Given his name, and the trauma of growing up with it in a Bugbear clan, it probably wasn't surprising that Balsag the Hunter was a certifiable sociopath.  After he'd snapped at the age of twelve, massacring his parents and over a dozen of his most frequent tormentors, he had fled to the ancient ruins in the canyon, knowing that none of the clan would follow him into its reputedly haunted halls.

Now, crouched in the darkness with his only friends in the world, the slavering dire rats 'Grip' and 'Fang', he watched the intruders while picking at his teeth with a dagger.  The humans were oblivious to his presence, their attention on the skeletons and twig blights they had just destroyed.

Balsag grinned at that.  Belak would not be pleased to have even more of his bizarre creations destroyed.  Well, the so-called 'Outcast' could kiss his hairy rump.  Especially when Balsag brought him the human's skulls.

With a bellow, he charged out of the darkness.

* * *

The massive, furry brute slammed its morningstar into Fabio's chest, sending the handsome young man staggering backwards.    The remaining rat - the one that hadn't been blown to pieces by a shotgun blast - snapped at Fabio's leg, dragging him to the ground.  With a triumphant snarl, its master turned on Floyd.
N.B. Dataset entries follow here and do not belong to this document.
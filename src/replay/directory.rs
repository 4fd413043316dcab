//! Farm membership as seen by the replay subsystem.
//!
//! The directory only answers "which addresses should receive a replication
//! call right now"; topology discovery is someone else's job.

use anyhow::{Result, anyhow};
use std::collections::BTreeMap;
use url::Url;

/// Source of peer addresses and their replication participation flag.
pub trait NodeDirectory: Send + Sync {
    /// Address -> participates in replication.
    fn members(&self) -> BTreeMap<String, bool>;

    /// Participating peers, excluding `self_address` when given.
    fn replication_peers(&self, self_address: Option<&str>) -> Vec<String> {
        self.members()
            .into_iter()
            .filter(|(address, participates)| {
                *participates && Some(address.as_str()) != self_address
            })
            .map(|(address, _)| address)
            .collect()
    }
}

/// Directory built once from configuration.
#[derive(Clone, Debug, Default, PartialEq, Eq)]
pub struct StaticNodeDirectory {
    members: BTreeMap<String, bool>,
}

impl StaticNodeDirectory {
    #[must_use]
    pub fn new(members: BTreeMap<String, bool>) -> Self {
        Self { members }
    }

    /// Parse `ADDR[=true|false]` specs; the flag defaults to `true`.
    ///
    /// # Errors
    /// Returns an error if an address is not a valid base URL or a flag is not a boolean.
    pub fn parse<I, S>(specs: I) -> Result<Self>
    where
        I: IntoIterator<Item = S>,
        S: AsRef<str>,
    {
        let mut members = BTreeMap::new();
        for spec in specs {
            let spec = spec.as_ref().trim();
            if spec.is_empty() {
                continue;
            }
            let (address, participates) = match spec.rsplit_once('=') {
                Some((address, flag)) => {
                    let participates = flag
                        .trim()
                        .parse::<bool>()
                        .map_err(|_| anyhow!("invalid participation flag in peer spec: {spec}"))?;
                    (address, participates)
                }
                None => (spec, true),
            };
            members.insert(normalize_address(address)?, participates);
        }
        Ok(Self { members })
    }
}

impl NodeDirectory for StaticNodeDirectory {
    fn members(&self) -> BTreeMap<String, bool> {
        self.members.clone()
    }
}

/// Canonical base URL form for a node address.
///
/// A bare `host:port` gets an `http://` scheme; trailing slashes are dropped.
///
/// # Errors
/// Returns an error if the address is empty, not a URL, or has no host.
pub fn normalize_address(address: &str) -> Result<String> {
    let address = address.trim();
    if address.is_empty() {
        return Err(anyhow!("empty node address"));
    }

    let with_scheme = if address.starts_with("http://") || address.starts_with("https://") {
        address.to_string()
    } else {
        format!("http://{address}")
    };

    let url = Url::parse(&with_scheme).map_err(|e| anyhow!("invalid node address {address}: {e}"))?;
    if url.host_str().is_none() {
        return Err(anyhow!("node address has no host: {address}"));
    }

    Ok(url.as_str().trim_end_matches('/').to_string())
}

#[cfg(test)]
mod tests {
    use super::*;

    #[test]
    fn normalize_adds_scheme_and_strips_slash() -> Result<()> {
        assert_eq!(normalize_address("node2:8080")?, "http://node2:8080");
        assert_eq!(normalize_address("https://node3:8443/")?, "https://node3:8443");
        assert_eq!(normalize_address(" http://10.0.0.4:8080 ")?, "http://10.0.0.4:8080");
        Ok(())
    }

    #[test]
    fn normalize_rejects_garbage() {
        assert!(normalize_address("").is_err());
        assert!(normalize_address("http://").is_err());
        assert!(normalize_address("http://exa mple:80").is_err());
    }

    #[test]
    fn parse_specs_with_flags() -> Result<()> {
        let directory = StaticNodeDirectory::parse([
            "node1:8080",
            "node2:8080=false",
            "http://node3:8080=true",
            "",
        ])?;
        let members = directory.members();
        assert_eq!(members.len(), 3);
        assert_eq!(members.get("http://node1:8080"), Some(&true));
        assert_eq!(members.get("http://node2:8080"), Some(&false));
        assert_eq!(members.get("http://node3:8080"), Some(&true));
        Ok(())
    }

    #[test]
    fn parse_rejects_bad_flag() {
        assert!(StaticNodeDirectory::parse(["node1:8080=maybe"]).is_err());
    }

    #[test]
    fn replication_peers_skip_self_and_non_participants() -> Result<()> {
        let directory =
            StaticNodeDirectory::parse(["node1:8080", "node2:8080=false", "node3:8080"])?;
        assert_eq!(
            directory.replication_peers(Some("http://node1:8080")),
            vec!["http://node3:8080".to_string()]
        );
        assert_eq!(
            directory.replication_peers(None),
            vec![
                "http://node1:8080".to_string(),
                "http://node3:8080".to_string()
            ]
        );
        Ok(())
    }
}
Smith, his boots slipping in his own blood, staggered back into the fray.  His vision was still a little blurred from the blow he had already taken, but surely - _surely_ - the monster had to go down soon.  Gore matted the fur on its chest, from where he had wounded it earlier.

There was a squeal from behind the Mormon as Fabio finally drove his blade through the rat's brain.

"Floyd!  Get clear!" Smith waved his arm.  The other man swirled his silver lame cloak to confuse the creature, then dodged to the left, opening up a space.  Smith stepped into it, gasping wetly for breath as blood seeped into his lungs.

"Hur hur hur." The creature's shoulders shook with laughter as the Mormon swayed before it.  Vicious, pig-like eyes glinted as it raised its wickedly-spiked weapon.

"Not this time, heretic."

Smith's arm swung up.

The shotgun thundered.


----------



## Sniktch (Jun 23, 2004)

capellan said:
			
		

> The shotgun thundered.




Oh, very nice


----------



## ledded (Jul 15, 2004)

Excuse me sir, might I have another?


Update, that is...


----------



## Capellan (Jul 18, 2004)

Sorry - things have been a bit hectic here.

I plan to update (maybe even finish the Citadel) before the end of the month.  Stay tuned


----------



## Capellan (Jul 20, 2004)

*9: These Goblins are a Real Bugbear* 
"Now that's what I call a _fight_." Patton remarked with satisfaction. "Blood everywhere, people slippin' on entrails - that's the kinda stuff that audiences pay to see."

"Yes sir." Jacobsen agreed dutifully.

"Of course, now we gotta wait a whole day until they're ready to go down again." The ancient General curled his lip in annoyance, "These boys have good moments, but they need to build up some stamina."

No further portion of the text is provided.